On bonds he doesn’t think that this is the place to be in the transition phase to this low level. He does think that bonds will outperform cash, although cash is always a safe bet.
“In terms of equities, the transition to the low inflation levels has been a painful one. In this environment the equity markets generally under perform. The pain was that equities underperformed bonds, and returned similar numbers to cash.
“In a sustained low inflation environment, there should be higher share prices, as seen in the USA in the 90s.”
“In theory,” says van der Merwe, “equities should outperform in the sustained low inflation environment – there should be superior quality earnings, lower discount rates and a higher rating of shares.”

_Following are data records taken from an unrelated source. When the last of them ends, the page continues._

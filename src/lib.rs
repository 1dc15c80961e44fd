//! Book Catalog
//!
//! A small book catalog with:
//! - JWT-protected CRUD endpoints over an in-memory record store
//! - An in-process event bus that announces every successful mutation
//! - A WebSocket endpoint fanning those events out to every connected client
//! - A notification client that keeps a live, newest-first feed

pub mod api;
pub mod auth;
pub mod books;
pub mod events;
pub mod notifications;

#[cfg(test)]
pub(crate) mod test_helpers;

use anyhow::{Context, Result};
use serde::Deserialize;
use std::path::Path;
use std::sync::Arc;
use std::time::Duration;

// ============================================================================
// YAML config structs (deserialization targets)
// ============================================================================

/// Top-level YAML configuration file structure
#[derive(Debug, Clone, Deserialize, Default)]
#[serde(default)]
pub struct YamlConfig {
    pub server: ServerYamlConfig,
    pub events: EventsYamlConfig,
    pub books: BooksYamlConfig,
    /// Auth section — if absent, auth_config will be None (deny-by-default)
    pub auth: Option<AuthConfig>,
}

/// Server configuration section
#[derive(Debug, Clone, Deserialize)]
#[serde(default)]
pub struct ServerYamlConfig {
    pub host: String,
    pub port: u16,
}

impl Default for ServerYamlConfig {
    fn default() -> Self {
        Self {
            host: "127.0.0.1".into(),
            port: 3000,
        }
    }
}

/// Event bus / WebSocket configuration section
#[derive(Debug, Clone, Deserialize)]
#[serde(default)]
pub struct EventsYamlConfig {
    /// Events buffered per subscriber before it starts losing them
    pub subscriber_capacity: usize,
    /// Seconds between WebSocket pings
    pub ping_interval_secs: u64,
}

impl Default for EventsYamlConfig {
    fn default() -> Self {
        Self {
            subscriber_capacity: events::DEFAULT_CAPACITY,
            ping_interval_secs: 30,
        }
    }
}

/// Record store configuration section
#[derive(Debug, Clone, Deserialize)]
#[serde(default)]
pub struct BooksYamlConfig {
    /// Start with the two sample books
    pub seed: bool,
}

impl Default for BooksYamlConfig {
    fn default() -> Self {
        Self { seed: true }
    }
}

/// Authentication configuration.
///
/// Users are declared in config. The `password_hash` field can contain either:
/// - A bcrypt hash (starts with `$2b$`, `$2a$` or `$2y$`) → used as-is
/// - A plaintext password → hashed with bcrypt at startup (with a warning log)
#[derive(Debug, Clone, Deserialize)]
pub struct AuthConfig {
    /// JWT signing secret (HS256, minimum 32 characters)
    pub jwt_secret: String,
    /// JWT and cookie lifetime in seconds (default: 86400 = 24h)
    #[serde(default = "default_jwt_expiry")]
    pub jwt_expiry_secs: u64,
    /// Add the `Secure` flag to the session cookie (HTTPS deployments)
    #[serde(default)]
    pub secure_cookies: bool,
    #[serde(default)]
    pub users: Vec<UserAccountConfig>,
}

/// One account allowed to log in
#[derive(Debug, Clone, Deserialize)]
pub struct UserAccountConfig {
    pub username: String,
    /// Bcrypt hash or plaintext password (hashed at startup if plaintext)
    pub password_hash: String,
}

fn default_jwt_expiry() -> u64 {
    86400 // 24 hours
}

fn is_bcrypt_hash(value: &str) -> bool {
    ["$2a$", "$2b$", "$2y$"].iter().any(|p| value.starts_with(p))
}

impl AuthConfig {
    /// Check a username/password pair against the configured accounts.
    pub fn verify_credentials(&self, username: &str, password: &str) -> bool {
        self.users
            .iter()
            .find(|u| u.username == username)
            .map(|u| bcrypt::verify(password, &u.password_hash).unwrap_or(false))
            .unwrap_or(false)
    }

    /// Replace plaintext passwords with bcrypt hashes.
    pub fn hash_plaintext_passwords(&mut self, cost: u32) -> Result<()> {
        for user in self.users.iter_mut() {
            if !is_bcrypt_hash(&user.password_hash) {
                tracing::warn!(
                    username = %user.username,
                    "Plaintext password in config, hashing it at startup"
                );
                user.password_hash = bcrypt::hash(&user.password_hash, cost)
                    .with_context(|| format!("Failed to hash password for {}", user.username))?;
            }
        }
        Ok(())
    }
}

// ============================================================================
// Runtime config (what the application actually uses)
// ============================================================================

/// Application configuration
#[derive(Debug, Clone)]
pub struct Config {
    pub server_host: String,
    pub server_port: u16,
    pub subscriber_capacity: usize,
    pub ping_interval_secs: u64,
    pub seed_books: bool,
    /// Auth config — None means deny-by-default for mutations
    pub auth_config: Option<AuthConfig>,
}

impl Config {
    /// Load configuration from an optional YAML file, then override with env vars.
    ///
    /// Priority: env var > YAML > default
    ///
    /// If `yaml_path` is None, tries "config.yaml" in CWD. If the file doesn't
    /// exist, falls back to pure env var / defaults.
    pub fn from_yaml_and_env(yaml_path: Option<&Path>) -> Result<Self> {
        let yaml = Self::load_yaml(yaml_path);

        let mut auth_config = yaml.auth;
        if let Some(ref mut auth) = auth_config {
            if let Ok(secret) = std::env::var("JWT_SECRET") {
                auth.jwt_secret = secret;
            }
            auth.hash_plaintext_passwords(bcrypt::DEFAULT_COST)?;
            if auth.jwt_secret.len() < 32 {
                tracing::warn!("jwt_secret is shorter than 32 characters");
            }
        }

        let server_port = std::env::var("SERVER_PORT")
            .or_else(|_| std::env::var("PORT"))
            .ok()
            .and_then(|s| s.parse().ok())
            .unwrap_or(yaml.server.port);

        Ok(Self {
            server_host: std::env::var("SERVER_HOST").unwrap_or(yaml.server.host),
            server_port,
            subscriber_capacity: yaml.events.subscriber_capacity,
            ping_interval_secs: yaml.events.ping_interval_secs,
            seed_books: yaml.books.seed,
            auth_config,
        })
    }

    /// Try to load and parse a YAML config file. Returns defaults on any failure.
    fn load_yaml(yaml_path: Option<&Path>) -> YamlConfig {
        let default_path = Path::new("config.yaml");
        let path = yaml_path.unwrap_or(default_path);

        match std::fs::read_to_string(path) {
            Ok(contents) => match serde_yaml::from_str(&contents) {
                Ok(config) => {
                    tracing::info!("Loaded config from {}", path.display());
                    config
                }
                Err(e) => {
                    tracing::warn!("Failed to parse {}: {}. Using defaults.", path.display(), e);
                    YamlConfig::default()
                }
            },
            Err(_) => {
                tracing::debug!(
                    "No config file at {}, using env vars / defaults",
                    path.display()
                );
                YamlConfig::default()
            }
        }
    }
}

// ============================================================================
// Server bootstrap
// ============================================================================

/// Build the shared server state: one store, one bus, one producer.
///
/// The bus is created here and handed by `Arc` to both the producer and the
/// WebSocket adapter; nothing looks it up globally.
pub fn build_state(config: &Config) -> api::CatalogState {
    let store: Arc<dyn books::BookStore> = if config.seed_books {
        Arc::new(books::InMemoryBookStore::seeded())
    } else {
        Arc::new(books::InMemoryBookStore::new())
    };
    let event_bus = Arc::new(events::EventBus::new(config.subscriber_capacity));
    let books = Arc::new(books::BookManager::with_event_emitter(
        store,
        event_bus.clone(),
    ));

    Arc::new(api::ServerState {
        books,
        event_bus,
        auth_config: config.auth_config.clone(),
        ping_interval: Duration::from_secs(config.ping_interval_secs.max(1)),
    })
}

/// Bind the HTTP listener and serve until Ctrl-C.
pub async fn start_server(config: Config) -> Result<()> {
    if config.auth_config.is_none() {
        tracing::warn!("No auth section configured: mutation endpoints will refuse every request");
    }

    let state = build_state(&config);
    let app = api::create_router(state);

    let addr = format!("{}:{}", config.server_host, config.server_port);
    let listener = tokio::net::TcpListener::bind(&addr)
        .await
        .with_context(|| format!("Failed to bind {}", addr))?;
    let local = listener.local_addr()?;

    tracing::info!("Book catalog listening on http://{}", local);
    tracing::info!("Real-time events at ws://{}{}", local, api::WS_EVENTS_PATH);

    axum::serve(listener, app)
        .with_graceful_shutdown(shutdown_signal())
        .await
        .context("HTTP server error")?;

    tracing::info!("Server stopped");
    Ok(())
}

async fn shutdown_signal() {
    if let Err(e) = tokio::signal::ctrl_c().await {
        tracing::warn!("Failed to listen for Ctrl-C: {}", e);
        std::future::pending::<()>().await;
    }
}

// ============================================================================
// Tests
// ============================================================================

Van der Merwe predicts that the discount rates will come down over time – interest rates will come down. Structurally there is a case for this downward trend to levels of around 4%, from their current 7%.
In the equity performance scenario he says that there should be 10 to 13% return over time, excluding a market re-rate. “The improvements in productivity for the past 15 years have added to this out-performance.”
On property van der Merwe says all the research cant find empirical evidence that there is a link between inflation rates and property prices.
“What cannot be disputed is that equities will outperform bonds, which will outperform cash, in a low inflation environment.”